Just over three weeks ago, the anniversary of the happiest day of my life, my wedding day, became the anniversary of the saddest day of my life…the day we looked at that ultrasound screen and saw no heartbeat. The day we knew for sure that our baby was dead. As my high school youth pastor Greg would say…it’s a juxtaposition of incongruent elements.
I want to love my wedding anniversary as much as I love my husband. I want to look forward to it every year with joy and anticipation. But for now, it’s tainted.
I also notice that I’m starting to hate the weekends. I find myself counting up from that horrible weekend three weeks ago every week, starting on Thursdays. All I can think is:
Thursday: our baby is dead
Friday: emergency ultrasound…they tell me I need surgery
Saturday: clean the house to forget
Sunday: surgery
I don’t want this to turn into a miscarriage blog. I really, really don’t. But that miscarriage is the biggest part of me right now. I can pretend that I’m fine for awhile, but sometimes I’ll be enjoying myself, laughing with Joey or with friends or watching a movie, and everything rolls back over me and I feel like I’m watching myself from outside…
I’ve never been someone that struggles with feeling depressed. I’ve never understood people who do, either. But I can see myself hanging on to grief tighter and tighter each week, like I’m afraid to let it go. Afraid that it’s the last thing I have left of the baby I’ll never get to hold, never get to kiss, never get to lay down for a nap.
I know that’s not true in my head, but I can’t seem to convince my heart.
Back when I was waiting, waiting, waiting to have a baby, I found comfort in the story of Hannah, Samuel’s mother. (Her story is in 1 Samuel chapter 1 in the Old Testament.) Hannah waited and prayed for years longer than I have waited to conceive a child, and as she poured her heart out, she prayed “O LORD Almighty, if you will only look upon your servant’s misery and remember me, and not forget your servant but give her a son, then I will give him to the LORD for all the days of his life…” (1 Sam 1:11)

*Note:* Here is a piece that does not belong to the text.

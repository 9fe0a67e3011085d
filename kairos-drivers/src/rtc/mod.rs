//! Real-time clock drivers

pub mod ds3231;

pub use ds3231::{Ds3231, Ds3231Error};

I prayed Hannah’s prayer as I begged God for a child. And, as I was re-reading it this morning, I realized that God saw my heart, He remembered me, He gave me a son…and I gave him back to the Lord for all the days of his tiny little life. He was my Samuel.
So many women have to suffer losing a baby. Before it happened to me, I couldn’t comprehend the depth of grief and loss. But hanging on to the darkness isn’t going to bring me closer to the baby I gave back to God.